European revival. After World War I, communities that made up the Rusyn Greek Catholic eparchies of Mukacevo and Prešov were incorporated into the newly created republic of Czechoslovakia. But trouble surfaced in 1939 when Hitler dismembered the republic, absorbed Czech lands and created a fascist Slovak puppet state that ruthlessly suppressed ethnic minorities, including the Rusyn Greek Catholics of Mukacevo and Prešov.

At the conclusion of World War II, the Soviets annexed parts of the Subcarpathian basin — including Mukacevo and neighboring Užhorod — and incorporated these Rusyn areas into the Ukrainian Soviet Socialist Republic. Prešov remained in Soviet-controlled Czechoslovakia.

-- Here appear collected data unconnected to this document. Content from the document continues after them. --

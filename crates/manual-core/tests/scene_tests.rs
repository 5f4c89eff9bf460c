// Host-side tests for scene switching, scene motion and placeholder atlases.

use glam::Vec2;
use manual_core::atlas::{make_runner_sheet, make_waterfall_layer, RUNNER_FRAMES};
use manual_core::*;
use std::rc::Rc;

fn small_view() -> Viewport {
    Viewport::new(320, 180, 1.0)
}

fn scenes() -> SceneSet {
    SceneSet::build(&mut PlaceholderAtlases::new(7), small_view())
}

fn wide_open_long_exposure() -> ExposureState {
    let mut e = ExposureState::new();
    e.set_target_shutter(0.5);
    e.set_target_aperture(1.8);
    e.set_target_iso(6400.0);
    e.settle();
    e
}

/// Painter whose image blits always fail, like a canvas that throws.
struct NoImages(Framebuffer);

impl Painter for NoImages {
    fn size(&self) -> (u32, u32) {
        self.0.size()
    }
    fn save(&mut self) {
        self.0.save()
    }
    fn restore(&mut self) {
        self.0.restore()
    }
    fn set_alpha(&mut self, alpha: f32) {
        self.0.set_alpha(alpha)
    }
    fn set_blend(&mut self, mode: BlendMode) {
        self.0.set_blend(mode)
    }
    fn set_blur(&mut self, radius_px: u32) {
        self.0.set_blur(radius_px)
    }
    fn clear(&mut self) {
        self.0.clear()
    }
    fn fill_rect(&mut self, rect: Rect, color: Color) {
        self.0.fill_rect(rect, color)
    }
    fn fill_polygon(&mut self, points: &[Vec2], color: Color) {
        self.0.fill_polygon(points, color)
    }
    fn fill_circle(&mut self, center: Vec2, radius: f32, color: Color) {
        self.0.fill_circle(center, radius, color)
    }
    fn stroke_segments(&mut self, segments: &[(Vec2, Vec2)], width: f32, color: Color) {
        self.0.stroke_segments(segments, width, color)
    }
    fn draw_image(&mut self, _image: &Bitmap, _src: Rect, _dst: Rect) -> Result<()> {
        Err(CameraError::Paint("image decode failed".into()))
    }
}

/// Painter that logs every image blit with the alpha it was drawn at.
struct Recording {
    fb: Framebuffer,
    blits: Vec<(Rect, f32)>,
}

impl Recording {
    fn new() -> Self {
        Self {
            fb: Framebuffer::new(320, 180),
            blits: Vec::new(),
        }
    }
}

impl Painter for Recording {
    fn size(&self) -> (u32, u32) {
        self.fb.size()
    }
    fn save(&mut self) {
        self.fb.save()
    }
    fn restore(&mut self) {
        self.fb.restore()
    }
    fn set_alpha(&mut self, alpha: f32) {
        self.fb.set_alpha(alpha)
    }
    fn set_blend(&mut self, mode: BlendMode) {
        self.fb.set_blend(mode)
    }
    fn set_blur(&mut self, radius_px: u32) {
        self.fb.set_blur(radius_px)
    }
    fn clear(&mut self) {
        self.fb.clear()
    }
    fn fill_rect(&mut self, rect: Rect, color: Color) {
        self.fb.fill_rect(rect, color)
    }
    fn fill_polygon(&mut self, points: &[Vec2], color: Color) {
        self.fb.fill_polygon(points, color)
    }
    fn fill_circle(&mut self, center: Vec2, radius: f32, color: Color) {
        self.fb.fill_circle(center, radius, color)
    }
    fn stroke_segments(&mut self, segments: &[(Vec2, Vec2)], width: f32, color: Color) {
        self.fb.stroke_segments(segments, width, color)
    }
    fn draw_image(&mut self, image: &Bitmap, src: Rect, dst: Rect) -> Result<()> {
        self.blits.push((dst, self.fb.alpha()));
        self.fb.draw_image(image, src, dst)
    }
}

fn settled_at_shutter(seconds: f64) -> ExposureState {
    let mut e = ExposureState::new();
    e.set_target_shutter(seconds);
    e.settle();
    e
}

fn record(kind: SceneKind, exposure: &ExposureState) -> Vec<(Rect, f32)> {
    let set = scenes();
    let mut painter = Recording::new();
    set.get(kind).unwrap().render(&mut painter, exposure).unwrap();
    assert_state_reset(&painter.fb);
    painter.blits
}

fn assert_state_reset(fb: &Framebuffer) {
    assert_eq!(fb.state_depth(), 0);
    assert_eq!(fb.alpha(), 1.0);
    assert_eq!(fb.blend(), BlendMode::SourceOver);
    assert_eq!(fb.blur(), 0);
}

#[test]
fn build_registers_both_scenes_with_runner_active() {
    let set = scenes();
    assert!(set.contains(SceneKind::Runner));
    assert!(set.contains(SceneKind::Waterfall));
    assert_eq!(set.active(), Some(SceneKind::Runner));
    assert!(set.get(SceneKind::Runner).unwrap().is_playing());
    assert!(!set.get(SceneKind::Waterfall).unwrap().is_playing());
}

#[test]
fn switching_pauses_outgoing_and_preserves_its_clock() {
    let mut set = scenes();
    set.active_scene_mut().unwrap().update(0.25);
    set.select(SceneKind::Waterfall).unwrap();
    assert!(!set.get(SceneKind::Runner).unwrap().is_playing());
    assert!(set.get(SceneKind::Waterfall).unwrap().is_playing());

    set.active_scene_mut().unwrap().update(0.1);
    // a paused scene ignores updates
    set.get_mut(SceneKind::Runner).unwrap().update(5.0);
    assert_eq!(set.get(SceneKind::Runner).unwrap().elapsed(), 0.25);

    set.select(SceneKind::Runner).unwrap();
    assert_eq!(set.get(SceneKind::Runner).unwrap().elapsed(), 0.25);
    assert_eq!(set.get(SceneKind::Waterfall).unwrap().elapsed(), 0.1);
    assert!(!set.get(SceneKind::Waterfall).unwrap().is_playing());
}

#[test]
fn selecting_the_active_scene_changes_nothing() {
    let mut set = scenes();
    set.select(SceneKind::Runner).unwrap();
    assert_eq!(set.active(), Some(SceneKind::Runner));
    assert!(set.get(SceneKind::Runner).unwrap().is_playing());
}

#[test]
fn missing_scene_cannot_be_selected() {
    let mut set = SceneSet::new();
    set.insert_runner(RunnerScene::new(make_runner_sheet(), small_view()).unwrap());
    assert!(matches!(
        set.select(SceneKind::Waterfall),
        Err(CameraError::SceneUnavailable(SceneKind::Waterfall))
    ));
    assert_eq!(set.active(), Some(SceneKind::Runner));
}

struct BrokenWaterfall;

impl AtlasProvider for BrokenWaterfall {
    fn runner_sheet(&mut self) -> Result<SpriteSheet> {
        Ok(make_runner_sheet())
    }
    fn waterfall_layers(&mut self) -> Result<Vec<Rc<Bitmap>>> {
        Err(CameraError::MissingResource("water.png".into()))
    }
}

#[test]
fn scenes_with_missing_assets_are_left_out() {
    let set = SceneSet::build(&mut BrokenWaterfall, small_view());
    assert!(set.contains(SceneKind::Runner));
    assert!(!set.contains(SceneKind::Waterfall));
}

#[test]
fn scene_ids_round_trip() {
    for kind in SceneKind::ALL {
        assert_eq!(SceneKind::from_id(kind.id()), Some(kind));
        assert_eq!(kind.to_string(), kind.id());
    }
    assert_eq!(SceneKind::from_id(" Waterfall "), Some(SceneKind::Waterfall));
    assert_eq!(SceneKind::from_id("beach"), None);
}

#[test]
fn runner_crosses_and_wraps() {
    let mut runner = RunnerScene::new(make_runner_sheet(), small_view()).unwrap();
    let (_, y) = runner.position();
    assert!((y - (180.0 * 0.6 - 64.0 * 2.4)).abs() < 1e-3);

    runner.update(1.0);
    assert!((runner.position().0 - 140.0).abs() < 1e-3);

    runner.update(2.0);
    assert!((runner.position().0 - (-64.0 * 2.4 - 20.0)).abs() < 1e-3);
}

#[test]
fn runner_speed_scales_with_pixel_ratio() {
    let mut runner = RunnerScene::new(make_runner_sheet(), Viewport::new(640, 360, 2.0)).unwrap();
    runner.update(0.5);
    assert!((runner.position().0 - 140.0).abs() < 1e-3);
}

#[test]
fn waterfall_pairs_textures_with_layout() {
    let textures = (0..4).map(|i| Rc::new(Bitmap::new(8, 8 + i))).collect();
    let scene = WaterfallScene::new(textures, small_view()).unwrap();
    assert_eq!(scene.layers().len(), 3);
    assert_eq!(scene.layers()[1].x, 620.0);
    assert_eq!(scene.layers()[1].speed, 220.0);
    assert!(matches!(
        WaterfallScene::new(Vec::new(), small_view()),
        Err(CameraError::MissingResource(_))
    ));
}

#[test]
fn renders_restore_painter_state() {
    let set = scenes();
    let exposure = wide_open_long_exposure();
    for kind in SceneKind::ALL {
        let mut fb = Framebuffer::new(320, 180);
        set.get(kind).unwrap().render(&mut fb, &exposure).unwrap();
        assert_state_reset(&fb);
        assert_eq!(alpha_at_origin(&fb), 255, "{kind} left the frame empty");
    }
}

#[test]
fn failed_renders_still_restore_painter_state() {
    let set = scenes();
    let exposure = wide_open_long_exposure();
    for kind in SceneKind::ALL {
        let mut painter = NoImages(Framebuffer::new(320, 180));
        let result = set.get(kind).unwrap().render(&mut painter, &exposure);
        assert!(matches!(result, Err(CameraError::Paint(_))));
        assert_state_reset(&painter.0);
    }
}

fn alpha_at_origin(fb: &Framebuffer) -> u8 {
    fb.bitmap().pixel(0, 0).map(|c| c.a).unwrap_or(0)
}

#[test]
fn overexposure_lightens_the_runner_background() {
    let set = scenes();
    let runner = set.get(SceneKind::Runner).unwrap();
    let mut dark = Framebuffer::new(320, 180);
    runner.render(&mut dark, &ExposureState::new()).unwrap();
    let mut bright = Framebuffer::new(320, 180);
    runner.render(&mut bright, &wide_open_long_exposure()).unwrap();
    // top-right corner: clear of the runner and the skyline
    let (d, b) = (
        dark.bitmap().pixel(319, 0).unwrap(),
        bright.bitmap().pixel(319, 0).unwrap(),
    );
    assert_eq!(d, Color::hex(0x0c121a));
    assert!(b.r > d.r && b.g > d.g && b.b > d.b);
}

#[test]
fn placeholder_runner_sheet_layout() {
    let sheet = make_runner_sheet();
    assert_eq!(sheet.image.width(), 64 * RUNNER_FRAMES);
    assert_eq!(sheet.image.height(), 64);
    assert_eq!(sheet.grid.frame_count, RUNNER_FRAMES);
    // torso
    assert_eq!(sheet.image.pixel(30, 30), Some(Color::hex(0xd6e6ff)));
    // ground strip
    assert_eq!(sheet.image.pixel(5, 58), Some(Color::hex(0x152433)));
    // alternating background stripes
    assert_eq!(sheet.image.pixel(2, 2), Some(Color::hex(0x0a0f14)));
    assert_eq!(sheet.image.pixel(66, 2), Some(Color::hex(0x081019)));
}

#[test]
fn placeholder_textures_are_deterministic_per_seed() {
    let a = make_waterfall_layer(64, 32, 9);
    let b = make_waterfall_layer(64, 32, 9);
    let c = make_waterfall_layer(64, 32, 10);
    assert_eq!(a.pixels(), b.pixels());
    assert_ne!(a.pixels(), c.pixels());
    assert!(a.pixels().iter().any(|p| p[3] > 0));

    let g = grain_tile(3);
    assert_eq!((g.width(), g.height()), (GRAIN_TILE_SIZE, GRAIN_TILE_SIZE));
    assert!(g.pixels().iter().all(|p| p[3] == 255 && p[0] == p[1] && p[1] == p[2]));
    assert_eq!(g.pixels(), grain_tile(3).pixels());
}

#[test]
fn runner_ghosts_trail_behind_and_fade_out() {
    let blits = record(SceneKind::Runner, &settled_at_shutter(0.5));
    assert_eq!(blits.len(), 18);

    // Oldest copy first, 70px of trail split into 18 steps, newest at the runner.
    let start = RunnerScene::new(make_runner_sheet(), small_view()).unwrap().position();
    assert_eq!(blits[0].0.x, (-70.0f32 * 17.0 / 18.0).trunc());
    assert_eq!(blits[17].0.x, start.0.trunc());
    assert!(blits.windows(2).all(|w| w[0].0.x < w[1].0.x));
    assert!(blits.iter().all(|(dst, _)| dst.y == start.1.trunc()));

    assert!((blits[0].1 - (0.08 + 0.22 / 18.0)).abs() < 1e-4);
    assert!((blits[17].1 - 0.30).abs() < 1e-6);
    assert!(blits.windows(2).all(|w| w[0].1 < w[1].1));
}

#[test]
fn fast_shutter_draws_a_single_solid_runner() {
    let blits = record(SceneKind::Runner, &settled_at_shutter(1.0 / 1000.0));
    assert_eq!(blits.len(), 1);
    assert_eq!(blits[0].0.x, 0.0);
    assert!((blits[0].1 - 0.30).abs() < 1e-6);
}

#[test]
fn waterfall_tiles_every_sample_of_every_strip() {
    let layers = PlaceholderAtlases::new(7).waterfall_layers().unwrap().len();
    assert_eq!(layers, 3);
    let slow = record(SceneKind::Waterfall, &settled_at_shutter(0.5));
    assert_eq!(slow.len(), 24 * 3 * layers);
    let fast = record(SceneKind::Waterfall, &settled_at_shutter(1.0 / 1000.0));
    assert_eq!(fast.len(), 3 * layers);

    for tiles in slow.chunks_exact(3) {
        let (above, mid, below) = (tiles[0].0, tiles[1].0, tiles[2].0);
        assert_eq!(mid.y - above.y, 180.0);
        assert_eq!(below.y - mid.y, 180.0);
        assert!((0.0..180.0).contains(&mid.y), "{mid:?}");
        assert_eq!((above.x, above.w), (mid.x, mid.w));
        assert_eq!((below.x, below.w), (mid.x, mid.w));
        assert_eq!(mid.h, 180.0);
        assert!(tiles.iter().all(|t| t.1 == tiles[0].1));
    }
    // Within a strip the first sample is the strongest.
    let first_strip: Vec<f32> = slow[..72].iter().step_by(3).map(|t| t.1).collect();
    assert!((first_strip[0] - 0.17).abs() < 1e-6);
    assert!(first_strip.windows(2).all(|w| w[0] > w[1]));
}
//! Animated scenes rendered through the simulated lens.
//!
//! Each scene owns its own actors and clock. Only the active scene is ticked;
//! switching pauses the outgoing scene and plays the incoming one, so a scene
//! resumes exactly where it was left.

mod runner;
mod waterfall;

pub use runner::{RunnerScene, RUNNER_FPS, RUNNER_SCALE, RUNNER_SPEED};
pub use waterfall::{WaterLayer, WaterfallScene, WATER_LAYER_HEIGHT, WATER_LAYER_LAYOUT};

use crate::atlas::AtlasProvider;
use crate::error::{CameraError, Result};
use crate::exposure::ExposureState;
use crate::paint::{Painter, Viewport};
use std::fmt;

#[derive(Clone, Copy, Debug, PartialEq, Eq, Hash)]
pub enum SceneKind {
    Runner,
    Waterfall,
}

impl SceneKind {
    pub const ALL: [SceneKind; 2] = [SceneKind::Runner, SceneKind::Waterfall];

    /// Lower-case identifier, used for tab ids and CLI values.
    pub fn id(self) -> &'static str {
        match self {
            SceneKind::Runner => "runner",
            SceneKind::Waterfall => "waterfall",
        }
    }

    pub fn title(self) -> &'static str {
        match self {
            SceneKind::Runner => "Runner",
            SceneKind::Waterfall => "Waterfall",
        }
    }

    pub fn from_id(id: &str) -> Option<Self> {
        Self::ALL
            .into_iter()
            .find(|k| k.id().eq_ignore_ascii_case(id.trim()))
    }
}

impl fmt::Display for SceneKind {
    fn fmt(&self, f: &mut fmt::Formatter<'_>) -> fmt::Result {
        f.write_str(self.id())
    }
}

pub trait Scene {
    fn kind(&self) -> SceneKind;
    fn resize(&mut self, viewport: Viewport);
    /// Advance the scene clock; a paused scene ignores this.
    fn update(&mut self, dt: f64);
    /// Draw one frame. Every painter state change made here is undone before
    /// returning, whether or not drawing succeeded.
    fn render(&self, painter: &mut dyn Painter, exposure: &ExposureState) -> Result<()>;
    fn play(&mut self);
    fn pause(&mut self);
    fn is_playing(&self) -> bool;
    fn elapsed(&self) -> f64;
}

/// The registered scenes and which one is active.
#[derive(Default)]
pub struct SceneSet {
    runner: Option<RunnerScene>,
    waterfall: Option<WaterfallScene>,
    active: Option<SceneKind>,
}

impl SceneSet {
    pub fn new() -> Self {
        Self::default()
    }

    /// Build every scene whose assets the provider can supply. A scene whose
    /// assets fail to load is left out with a warning.
    pub fn build(provider: &mut dyn AtlasProvider, viewport: Viewport) -> Self {
        let mut set = Self::new();
        match provider
            .runner_sheet()
            .and_then(|sheet| RunnerScene::new(sheet, viewport))
        {
            Ok(scene) => set.insert_runner(scene),
            Err(e) => log::warn!("runner scene unavailable: {}", e),
        }
        match provider
            .waterfall_layers()
            .and_then(|layers| WaterfallScene::new(layers, viewport))
        {
            Ok(scene) => set.insert_waterfall(scene),
            Err(e) => log::warn!("waterfall scene unavailable: {}", e),
        }
        set
    }

    pub fn insert_runner(&mut self, scene: RunnerScene) {
        self.runner = Some(scene);
        self.registered(SceneKind::Runner);
    }

    pub fn insert_waterfall(&mut self, scene: WaterfallScene) {
        self.waterfall = Some(scene);
        self.registered(SceneKind::Waterfall);
    }

    // First registered scene becomes active; later ones wait paused.
    fn registered(&mut self, kind: SceneKind) {
        log::info!("scene registered: {}", kind);
        let is_active = match self.active {
            None => {
                self.active = Some(kind);
                true
            }
            Some(active) => active == kind,
        };
        if let Some(scene) = self.get_mut(kind) {
            if is_active {
                scene.play();
            } else {
                scene.pause();
            }
        }
    }

    pub fn is_empty(&self) -> bool {
        self.runner.is_none() && self.waterfall.is_none()
    }

    pub fn contains(&self, kind: SceneKind) -> bool {
        self.get(kind).is_some()
    }

    pub fn active(&self) -> Option<SceneKind> {
        self.active
    }

    /// Make `kind` the active scene. Selecting the active scene does nothing.
    pub fn select(&mut self, kind: SceneKind) -> Result<()> {
        if !self.contains(kind) {
            return Err(CameraError::SceneUnavailable(kind));
        }
        if self.active == Some(kind) {
            return Ok(());
        }
        if let Some(current) = self.active_scene_mut() {
            current.pause();
        }
        self.active = Some(kind);
        if let Some(next) = self.get_mut(kind) {
            next.play();
        }
        log::info!("scene switched to {}", kind);
        Ok(())
    }

    pub fn get(&self, kind: SceneKind) -> Option<&dyn Scene> {
        match kind {
            SceneKind::Runner => self.runner.as_ref().map(|s| s as &dyn Scene),
            SceneKind::Waterfall => self.waterfall.as_ref().map(|s| s as &dyn Scene),
        }
    }

    pub fn get_mut(&mut self, kind: SceneKind) -> Option<&mut dyn Scene> {
        match kind {
            SceneKind::Runner => self.runner.as_mut().map(|s| s as &mut dyn Scene),
            SceneKind::Waterfall => self.waterfall.as_mut().map(|s| s as &mut dyn Scene),
        }
    }

    pub fn active_scene(&self) -> Option<&dyn Scene> {
        self.active.and_then(|k| self.get(k))
    }

    pub fn active_scene_mut(&mut self) -> Option<&mut dyn Scene> {
        let kind = self.active?;
        self.get_mut(kind)
    }

    pub fn runner(&self) -> Option<&RunnerScene> {
        self.runner.as_ref()
    }

    pub fn waterfall(&self) -> Option<&WaterfallScene> {
        self.waterfall.as_ref()
    }

    /// Push a new viewport into every scene, active or not.
    pub fn resize(&mut self, viewport: Viewport) {
        for kind in SceneKind::ALL {
            if let Some(scene) = self.get_mut(kind) {
                scene.resize(viewport);
            }
        }
    }
}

The Soviets ruthlessly persecuted the Rusyn Greek Catholic Church. They shut the doors of the seminary in Užhorod in 1946, murdered Bishop Theodore Romža of Mukacevo a year later and forced Rusyn Greek Catholics into the Orthodox Church in 1949.

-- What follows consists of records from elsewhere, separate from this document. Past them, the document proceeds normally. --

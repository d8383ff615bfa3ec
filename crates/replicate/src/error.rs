use rigsync_common::{BodyId, FieldId, PeerId};

/// Reasons an inbound replication message is rejected.
///
/// A rejected message leaves the body untouched; hosts log and drop it.
#[derive(Debug, thiserror::Error)]
pub enum ReplicateError {
    #[error("envelope for body {received:?} delivered to body {expected:?}")]
    WrongBody { expected: BodyId, received: BodyId },
    #[error("{kind} payload does not match field {field:?}")]
    PayloadMismatch { field: FieldId, kind: &'static str },
    #[error("{sender} is not authoritative for body {body:?}")]
    NotAuthoritative { sender: PeerId, body: BodyId },
}

/// Errors from validating a [`SyncConfig`](crate::SyncConfig).
#[derive(Debug, thiserror::Error)]
pub enum ConfigError {
    #[error("{field} sensitivity must be finite and non-negative, got {value}")]
    InvalidSensitivity { field: &'static str, value: f32 },
}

The Soviets and their allies squashed any lingering remains of a Rusyn Greek Catholic identity, driving such sentiments underground. The church, nevertheless, survived. The Greek Catholic Eparchy of Prešov in Czechoslovakia was restored after the liberal government reforms of 1968; however, the Rusyn Greek Catholic eparchy assumed a Slovak identity, which it retains to this day.

In Soviet Ukraine, the Eparchy of Mukacevo resurfaced in 1989, but its Rusyn identity was questioned and tried. In 1993, the Holy See reaffirmed the eparchy’s unique relationship to the Holy See, declining to incorporate it into the much larger Ukrainian Greek Catholic Church.

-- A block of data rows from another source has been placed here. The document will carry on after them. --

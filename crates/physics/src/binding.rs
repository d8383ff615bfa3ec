use glam::Vec3;

use crate::body::RigidbodyState;

/// Sink for resolved replicated values.
///
/// Replicated fields call into this after accepting a value, whether it was
/// written locally or received from a peer.
pub trait ApplyTarget {
    fn apply_velocity(&mut self, velocity: Vec3);
    fn apply_angular_velocity(&mut self, angular_velocity: Vec3);
    fn apply_kinematic_intent(&mut self, intent: bool);
    fn apply_gravity(&mut self, use_gravity: bool);
    fn apply_drag(&mut self, drag: f32);
    fn apply_angular_drag(&mut self, angular_drag: f32);
}

/// Couples a simulated body to replication.
///
/// The body's raw kinematic flag is never set from the intent directly: the
/// effective flag is always `intent || !authoritative`, so only the authority
/// simulates the body's motion.
#[derive(Debug, Clone)]
pub struct PhysicsBinding<B> {
    body: B,
    kinematic_intent: bool,
    authoritative: bool,
}

impl<B: RigidbodyState> PhysicsBinding<B> {
    /// Wrap a body. Its current kinematic flag becomes the kinematic intent.
    ///
    /// The binding starts non-authoritative but does not touch the body until
    /// authority is first set.
    pub fn new(body: B) -> Self {
        let kinematic_intent = body.is_kinematic();
        Self {
            body,
            kinematic_intent,
            authoritative: false,
        }
    }

    pub fn body(&self) -> &B {
        &self.body
    }

    pub fn body_mut(&mut self) -> &mut B {
        &mut self.body
    }

    pub fn into_body(self) -> B {
        self.body
    }

    pub fn kinematic_intent(&self) -> bool {
        self.kinematic_intent
    }

    /// Change the locally desired kinematic mode (game code on the authority).
    pub fn set_kinematic_intent(&mut self, intent: bool) {
        self.kinematic_intent = intent;
        self.enforce_kinematic();
    }

    pub fn is_authoritative(&self) -> bool {
        self.authoritative
    }

    pub fn set_authoritative(&mut self, authoritative: bool) {
        self.authoritative = authoritative;
        self.enforce_kinematic();
    }

    /// The kinematic flag the body must carry right now.
    pub fn effective_kinematic(&self) -> bool {
        self.kinematic_intent || !self.authoritative
    }

    pub fn enforce_kinematic(&mut self) {
        let kinematic = self.effective_kinematic();
        if self.body.is_kinematic() != kinematic {
            tracing::trace!(
                kinematic,
                intent = self.kinematic_intent,
                authoritative = self.authoritative,
                "kinematic flag changed"
            );
        }
        self.body.set_kinematic(kinematic);
    }
}

impl<B: RigidbodyState> ApplyTarget for PhysicsBinding<B> {
    fn apply_velocity(&mut self, velocity: Vec3) {
        self.body.set_velocity(velocity);
    }

    fn apply_angular_velocity(&mut self, angular_velocity: Vec3) {
        self.body.set_angular_velocity(angular_velocity);
    }

    fn apply_kinematic_intent(&mut self, intent: bool) {
        self.set_kinematic_intent(intent);
    }

    fn apply_gravity(&mut self, use_gravity: bool) {
        self.body.set_use_gravity(use_gravity);
    }

    fn apply_drag(&mut self, drag: f32) {
        self.body.set_drag(drag);
    }

    fn apply_angular_drag(&mut self, angular_drag: f32) {
        self.body.set_angular_drag(angular_drag);
    }
}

In 1996, Pope John Paul II erected an exarchate for Greek Catholics in the Czech Republic, officially classifying it as a “Ruthenian” jurisdiction. The exarchate was created, not only to care for the pastoral needs of Greek Catholic Rusyns and Slovaks living in the Czech Republic, but to regularize the orders of married Latin priests ordained secretly during the Communist era.

While a unified church may not yet exist, European and North American Rusyn Greek Catholics work together, assisting one another with financial and personnel support. This support is not limited to Greek Catholics alone. Guided by the ecumenical movement and encouraged by the foundation of nonpartisan societies dedicated to the study of Carpatho-Rusyn genealogy, history, literature and religion, relations among Rusyns of all faiths press forward. On the occasion of the centennial anniversary of the printing of the first official compilation and manual of the prostopinije (late June 2006), the then apostolic administrator of the Greek Catholic Eparchy of Mukacevo, Bishop Milan Sasik, C.M., invited all eparchies rooted in the church of Mukacevo, Greek Catholic and Orthodox, to a conference in Užhorod.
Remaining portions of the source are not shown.